The then Secretary of State for Environment, Food and Rural Affairs, the Right Honourable Hilary Benn MP, December 2009
Severe weather in Scotland and Northern Ireland
Snow, gales and heavy rain hit Scotland and Northern Ireland in March, causing transport and power problems. Rail services were disrupted, ferry crossings between Scotland and Northern Ireland were cancelled and Belfast International Airport was closed for a few hours. Snow, ice and strong winds led to accidents including a bus crash in South Lanarkshire that sadly resulted in the death of a 17-year-old girl.
Our Public Weather Service Advisors were in close contact with emergency responders and we kept the Scottish and Northern Ireland government departments and the Cabinet Office briefed throughout. We issued Emergency Flash Warnings for Scotland and Northern Ireland. As the highest level of warning for severe weather these are issued rarely. They were also issued for the Cumbrian floods in November and the unusually heavy snow in January.

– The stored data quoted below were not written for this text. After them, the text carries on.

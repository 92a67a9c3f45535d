use crate::cli::{actions::Action, commands, dispatch::handler, globals::GlobalArgs};
use anyhow::{anyhow, Result};
use opentelemetry::{trace::TracerProvider as _, KeyValue};
use opentelemetry_otlp::WithExportConfig;
use opentelemetry_sdk::{runtime::Tokio, trace, Resource};
use secrecy::SecretString;
use std::time::Duration;
use tracing_opentelemetry::OpenTelemetryLayer;
use tracing_subscriber::{fmt, layer::SubscriberExt, EnvFilter, Registry};

/// Start the CLI
pub fn start() -> Result<(Action, GlobalArgs)> {
    let matches = commands::new().get_matches();

    let verbosity_level = match matches.get_one::<u8>("verbosity").map_or(0, |&v| v) {
        0 => tracing::Level::ERROR,
        1 => tracing::Level::WARN,
        2 => tracing::Level::INFO,
        3 => tracing::Level::DEBUG,
        _ => tracing::Level::TRACE,
    };

    let otlp_exporter = opentelemetry_otlp::SpanExporter::builder()
        .with_tonic()
        .with_timeout(Duration::from_secs(3))
        .build()?;

    let provider = trace::TracerProvider::builder()
        .with_batch_exporter(otlp_exporter, Tokio)
        .with_resource(Resource::new(vec![
            KeyValue::new("service.name", env!("CARGO_PKG_NAME")),
            KeyValue::new("service.version", env!("CARGO_PKG_VERSION")),
        ]))
        .build();

    let telemetry = OpenTelemetryLayer::new(provider.tracer(env!("CARGO_PKG_NAME")));

    let fmt_layer = fmt::layer()
        .with_file(true)
        .with_line_number(true)
        .with_thread_ids(true)
        .with_target(false);

    // RUST_LOG=
    let env_filter = EnvFilter::builder()
        .with_default_directive(verbosity_level.into())
        .from_env_lossy();

    let subscriber = Registry::default()
        .with(fmt_layer)
        .with(telemetry)
        .with(env_filter);

    tracing::subscriber::set_global_default(subscriber)?;

    let globals = GlobalArgs::new(SecretString::from(
        matches
            .get_one::<String>("csrf-secret")
            .map(String::to_string)
            .ok_or_else(|| anyhow!("missing required argument: --csrf-secret"))?,
    ));

    let action = handler(&matches)?;

    Ok((action, globals))
}
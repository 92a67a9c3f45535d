use anyhow::Result;
use entrata::cli::{actions, actions::Action, start};

// Main function
#[tokio::main]
async fn main() -> Result<()> {
    // Start the program
    let (action, globals) = start()?;

    // Handle the action
    match action {
        Action::Server { .. } => actions::server::handle(action, &globals).await?,
    }

    Ok(())
}
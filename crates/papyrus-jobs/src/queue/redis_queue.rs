//! Redis-backed job queue.
//!
//! ## Layout
//!
//! - `papyrus:queue:tasks` - list of pending job ids (FIFO)
//! - `papyrus:job:<id>` - hash with `task_id`, `task_type`, `status`,
//!   `enqueued_at` and `error`
//! - `papyrus:jobs:<status>` - sorted set of job ids per status, scored by
//!   the time the job entered that status
//!
//! Finished, failed and canceled job hashes expire after 24 hours.
//!
//! ## Configuration
//!
//! Environment variables:
//! - `USE_REDIS`: Set to "true" to enable the queue (default: false)
//! - `REDIS_URL`: Full connection URL; overrides the individual settings below
//! - `REDIS_HOST` / `REDIS_PORT` / `REDIS_DB` / `REDIS_PASSWORD`

use std::collections::HashMap;
use std::sync::Arc;
use std::time::Duration;

use async_trait::async_trait;
use chrono::{DateTime, Utc};
use redis::aio::ConnectionManager;
use redis::AsyncCommands;
use tracing::{debug, info, warn};
use uuid::Uuid;

use papyrus_core::defaults::{
    JOB_RESULT_TTL_SECS, QUEUE_KEY_PREFIX, QUEUE_NAME, REDIS_DB, REDIS_HOST, REDIS_PORT,
};
use papyrus_core::{Error, QueueJobStatus, QueueStats, QueuedJob, Result, TaskType};

use super::JobQueue;

const CONNECT_TIMEOUT: Duration = Duration::from_secs(5);
const PING_TIMEOUT: Duration = Duration::from_secs(2);

/// Redis connection settings.
#[derive(Clone)]
pub struct RedisConfig {
    pub enabled: bool,
    /// Explicit connection URL, when given.
    pub url: Option<String>,
    pub host: String,
    pub port: u16,
    pub db: i64,
    pub password: Option<String>,
}

impl Default for RedisConfig {
    fn default() -> Self {
        Self {
            enabled: false,
            url: None,
            host: REDIS_HOST.to_string(),
            port: REDIS_PORT,
            db: REDIS_DB,
            password: None,
        }
    }
}

impl std::fmt::Debug for RedisConfig {
    fn fmt(&self, f: &mut std::fmt::Formatter<'_>) -> std::fmt::Result {
        f.debug_struct("RedisConfig")
            .field("enabled", &self.enabled)
            .field("url", &self.url.as_ref().map(|_| "***"))
            .field("host", &self.host)
            .field("port", &self.port)
            .field("db", &self.db)
            .field("password", &self.password.as_ref().map(|_| "***"))
            .finish()
    }
}

impl RedisConfig {
    /// Load configuration from environment variables.
    pub fn from_env() -> Self {
        let defaults = Self::default();
        let non_empty = |name: &str| std::env::var(name).ok().filter(|v| !v.trim().is_empty());

        Self {
            enabled: std::env::var("USE_REDIS")
                .map(|v| matches!(v.to_lowercase().as_str(), "true" | "1" | "yes"))
                .unwrap_or(defaults.enabled),
            url: non_empty("REDIS_URL"),
            host: non_empty("REDIS_HOST").unwrap_or(defaults.host),
            port: std::env::var("REDIS_PORT")
                .ok()
                .and_then(|v| v.parse().ok())
                .unwrap_or(defaults.port),
            db: std::env::var("REDIS_DB")
                .ok()
                .and_then(|v| v.parse().ok())
                .unwrap_or(defaults.db),
            password: non_empty("REDIS_PASSWORD"),
        }
    }

    /// Enable or disable the queue.
    pub fn with_enabled(mut self, enabled: bool) -> Self {
        self.enabled = enabled;
        self
    }

    /// Connection URL, built from host/port/db/password unless given explicitly.
    pub fn connection_url(&self) -> String {
        if let Some(url) = &self.url {
            return url.clone();
        }
        match &self.password {
            Some(password) => format!(
                "redis://:{}@{}:{}/{}",
                password, self.host, self.port, self.db
            ),
            None => format!("redis://{}:{}/{}", self.host, self.port, self.db),
        }
    }
}

fn pending_key() -> String {
    format!("{}:queue:{}", QUEUE_KEY_PREFIX, QUEUE_NAME)
}

fn job_key(job_id: &str) -> String {
    format!("{}:job:{}", QUEUE_KEY_PREFIX, job_id)
}

fn status_key(status: QueueJobStatus) -> String {
    format!("{}:jobs:{}", QUEUE_KEY_PREFIX, status.as_str())
}

/// Rebuild a job from its metadata hash.
fn job_from_hash(job_id: &str, fields: &HashMap<String, String>) -> Result<QueuedJob> {
    let field = |name: &str| {
        fields
            .get(name)
            .ok_or_else(|| Error::Queue(format!("Job {} is missing field '{}'", job_id, name)))
    };
    let task_id = Uuid::parse_str(field("task_id")?)
        .map_err(|e| Error::Queue(format!("Job {} has invalid task_id: {}", job_id, e)))?;
    let task_type = field("task_type")?
        .parse::<TaskType>()
        .map_err(Error::Queue)?;
    let enqueued_at = DateTime::parse_from_rfc3339(field("enqueued_at")?)
        .map(|t| t.with_timezone(&Utc))
        .unwrap_or_else(|_| Utc::now());

    Ok(QueuedJob {
        job_id: job_id.to_string(),
        task_id,
        task_type,
        enqueued_at,
    })
}

/// Job queue stored in Redis.
#[derive(Clone)]
pub struct RedisJobQueue {
    conn: ConnectionManager,
}

impl RedisJobQueue {
    /// Connect using the given configuration.
    pub async fn connect(config: &RedisConfig) -> Result<Self> {
        let client = redis::Client::open(config.connection_url())?;
        let conn = tokio::time::timeout(CONNECT_TIMEOUT, ConnectionManager::new(client))
            .await
            .map_err(|_| {
                Error::Queue(format!(
                    "Timed out connecting to Redis after {}s",
                    CONNECT_TIMEOUT.as_secs()
                ))
            })??;
        Ok(Self { conn })
    }
}

#[async_trait]
impl JobQueue for RedisJobQueue {
    fn name(&self) -> &str {
        "redis"
    }

    async fn enqueue(&self, job: &QueuedJob) -> Result<String> {
        let mut conn = self.conn.clone();
        let key = job_key(&job.job_id);
        let fields = [
            ("task_id", job.task_id.to_string()),
            ("task_type", job.task_type.as_str().to_string()),
            ("status", QueueJobStatus::Queued.as_str().to_string()),
            ("enqueued_at", job.enqueued_at.to_rfc3339()),
        ];

        let _: () = redis::pipe()
            .atomic()
            .hset_multiple(&key, &fields)
            .ignore()
            .zadd(
                status_key(QueueJobStatus::Queued),
                &job.job_id,
                job.enqueued_at.timestamp(),
            )
            .ignore()
            .rpush(pending_key(), &job.job_id)
            .ignore()
            .query_async(&mut conn)
            .await?;

        debug!(
            subsystem = "queue",
            component = "redis_queue",
            op = "enqueue",
            job_id = %job.job_id,
            task_id = %job.task_id,
            task_type = %job.task_type,
            "Job enqueued"
        );
        Ok(job.job_id.clone())
    }

    async fn dequeue(&self) -> Result<Option<QueuedJob>> {
        let mut conn = self.conn.clone();
        loop {
            let job_id: Option<String> = conn.lpop(pending_key(), None).await?;
            let Some(job_id) = job_id else {
                return Ok(None);
            };

            let fields: HashMap<String, String> = conn.hgetall(job_key(&job_id)).await?;
            if fields.is_empty() {
                warn!(
                    subsystem = "queue",
                    component = "redis_queue",
                    job_id = %job_id,
                    "Dropping job without metadata"
                );
                continue;
            }
            if fields.get("status").map(String::as_str) != Some(QueueJobStatus::Queued.as_str()) {
                continue;
            }
            return job_from_hash(&job_id, &fields).map(Some);
        }
    }

    async fn job_status(&self, job_id: &str) -> Result<Option<QueueJobStatus>> {
        let mut conn = self.conn.clone();
        let status: Option<String> = conn.hget(job_key(job_id), "status").await?;
        status
            .map(|s| s.parse::<QueueJobStatus>().map_err(Error::Queue))
            .transpose()
    }

    async fn job_error(&self, job_id: &str) -> Result<Option<String>> {
        let mut conn = self.conn.clone();
        let error: Option<String> = conn.hget(job_key(job_id), "error").await?;
        Ok(error.filter(|e| !e.is_empty()))
    }

    async fn set_job_status(
        &self,
        job_id: &str,
        status: QueueJobStatus,
        error: Option<&str>,
    ) -> Result<()> {
        let mut conn = self.conn.clone();
        let key = job_key(job_id);

        let mut pipe = redis::pipe();
        pipe.atomic()
            .hset(&key, "status", status.as_str())
            .ignore();
        if let Some(error) = error {
            pipe.hset(&key, "error", error).ignore();
        }
        for other in QueueJobStatus::ALL.iter().filter(|s| **s != status) {
            pipe.zrem(status_key(*other), job_id).ignore();
        }
        pipe.zadd(status_key(status), job_id, Utc::now().timestamp())
            .ignore();
        if status.is_final() {
            pipe.expire(&key, JOB_RESULT_TTL_SECS as i64).ignore();
        }
        let _: () = pipe.query_async(&mut conn).await?;
        Ok(())
    }

    async fn cancel(&self, job_id: &str) -> Result<bool> {
        let mut conn = self.conn.clone();
        let removed: i64 = conn.lrem(pending_key(), 0, job_id).await?;
        if removed == 0 {
            return Ok(false);
        }
        self.set_job_status(job_id, QueueJobStatus::Canceled, None)
            .await?;
        debug!(
            subsystem = "queue",
            component = "redis_queue",
            op = "cancel",
            job_id,
            "Queued job cancelled"
        );
        Ok(true)
    }

    async fn stats(&self) -> Result<QueueStats> {
        let mut conn = self.conn.clone();
        let cutoff = Utc::now().timestamp() - JOB_RESULT_TTL_SECS as i64;

        let mut counts = HashMap::new();
        for status in QueueJobStatus::ALL {
            let key = status_key(status);
            if status.is_final() {
                let _: i64 = conn.zrembyscore(&key, "-inf", cutoff).await?;
            }
            let count: i64 = conn.zcard(&key).await?;
            counts.insert(status, count);
        }
        let size: i64 = conn.llen(pending_key()).await?;
        let count = |status| counts.get(&status).copied().unwrap_or(0);

        Ok(QueueStats {
            size,
            started: count(QueueJobStatus::Started),
            finished: count(QueueJobStatus::Finished),
            failed: count(QueueJobStatus::Failed),
            canceled: count(QueueJobStatus::Canceled),
        })
    }

    async fn is_available(&self) -> bool {
        let mut conn = self.conn.clone();
        let ping = async {
            let pong: String = redis::cmd("PING").query_async(&mut conn).await?;
            Ok::<_, redis::RedisError>(pong)
        };
        matches!(tokio::time::timeout(PING_TIMEOUT, ping).await, Ok(Ok(_)))
    }
}

/// Build the queue described by `config`.
///
/// Returns `None` when the queue is disabled or Redis cannot be reached, in
/// which case tasks run synchronously.
pub async fn build_queue(config: &RedisConfig) -> Option<Arc<dyn JobQueue>> {
    if !config.enabled {
        info!(
            subsystem = "queue",
            queue_mode = "memory",
            "Redis queue disabled via USE_REDIS, tasks run in-process"
        );
        return None;
    }

    match RedisJobQueue::connect(config).await {
        Ok(queue) => {
            info!(
                subsystem = "queue",
                queue_mode = "redis",
                host = %config.host,
                port = config.port,
                db = config.db,
                "Redis queue connected"
            );
            Some(Arc::new(queue))
        }
        Err(e) => {
            warn!(
                subsystem = "queue",
                queue_mode = "memory",
                error = %e,
                "Failed to connect to Redis, falling back to synchronous execution"
            );
            None
        }
    }
}
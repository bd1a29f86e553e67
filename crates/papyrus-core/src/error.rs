//! Error types for papyrus.

use thiserror::Error;

/// Result type alias using papyrus's Error type.
pub type Result<T> = std::result::Result<T, Error>;

/// Core error type for papyrus operations.
#[derive(Error, Debug)]
pub enum Error {
    /// Database operation failed (wraps sqlx::Error)
    #[error("Database error: {0}")]
    Database(#[from] sqlx::Error),

    /// Resource not found
    #[error("Not found: {0}")]
    NotFound(String),

    /// Task not found (or not visible to the caller)
    #[error("Task not found: {0}")]
    TaskNotFound(uuid::Uuid),

    /// Document file not found (or not owned by the caller)
    #[error("File not found: {0}")]
    FileNotFound(uuid::Uuid),

    /// Inference/generation failed
    #[error("Inference error: {0}")]
    Inference(String),

    /// Task execution error
    #[error("Job error: {0}")]
    Job(String),

    /// Queue backend error
    #[error("Queue error: {0}")]
    Queue(String),

    /// Text extraction failed
    #[error("Extraction error: {0}")]
    Extraction(String),

    /// Serialization/deserialization error
    #[error("Serialization error: {0}")]
    Serialization(String),

    /// Configuration error
    #[error("Configuration error: {0}")]
    Config(String),

    /// Invalid input
    #[error("Invalid input: {0}")]
    InvalidInput(String),

    /// HTTP/network request failed
    #[error("Request error: {0}")]
    Request(String),

    /// Internal error
    #[error("Internal error: {0}")]
    Internal(String),

    /// Authentication failed
    #[error("Unauthorized: {0}")]
    Unauthorized(String),

    /// Forbidden (authenticated but not authorized)
    #[error("Forbidden: {0}")]
    Forbidden(String),

    /// File I/O operation failed
    #[error("I/O error: {0}")]
    Io(#[from] std::io::Error),
}

impl From<serde_json::Error> for Error {
    fn from(e: serde_json::Error) -> Self {
        Error::Serialization(e.to_string())
    }
}

impl From<reqwest::Error> for Error {
    fn from(e: reqwest::Error) -> Self {
        Error::Request(e.to_string())
    }
}

impl From<redis::RedisError> for Error {
    fn from(e: redis::RedisError) -> Self {
        Error::Queue(e.to_string())
    }
}
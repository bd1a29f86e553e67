//! OpenAI-compatible generation backend.
//!
//! DashScope exposes an OpenAI-compatible mode, which is the default
//! endpoint. Any other OpenAI-compatible server works as well (OpenAI,
//! vLLM, LocalAI, Ollama in compatibility mode).
//!
//! # Example
//!
//! ```rust,no_run
//! use papyrus_inference::openai::{OpenAIBackend, OpenAIConfig};
//! use papyrus_core::GenerationBackend;
//!
//! #[tokio::main]
//! async fn main() {
//!     let config = OpenAIConfig {
//!         api_key: Some("sk-...".to_string()),
//!         ..OpenAIConfig::from_env()
//!     };
//!     let backend = OpenAIBackend::new(config).unwrap();
//!     let reply = backend.generate("Hello").await.unwrap();
//!     println!("{reply}");
//! }
//! ```

mod backend;
mod types;

pub use backend::{OpenAIBackend, OpenAIConfig, DEFAULT_MAX_TOKENS, DEFAULT_TEMPERATURE};
pub use types::*;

Internationally, we were able to help in the response to the earthquake in Haiti, providing daily forecasts to UK non-governmental organisations working in the worst hit areas.
Flash floods in Madeira
We were proud to offer support to the Portuguese weather service after the island of Madeira suffered flash floods on 20 February.
Volcanic ash from Iceland
To top it off, it was an eventful week or so in April while we monitored the spread of ash from the eruption of the volcano in Iceland.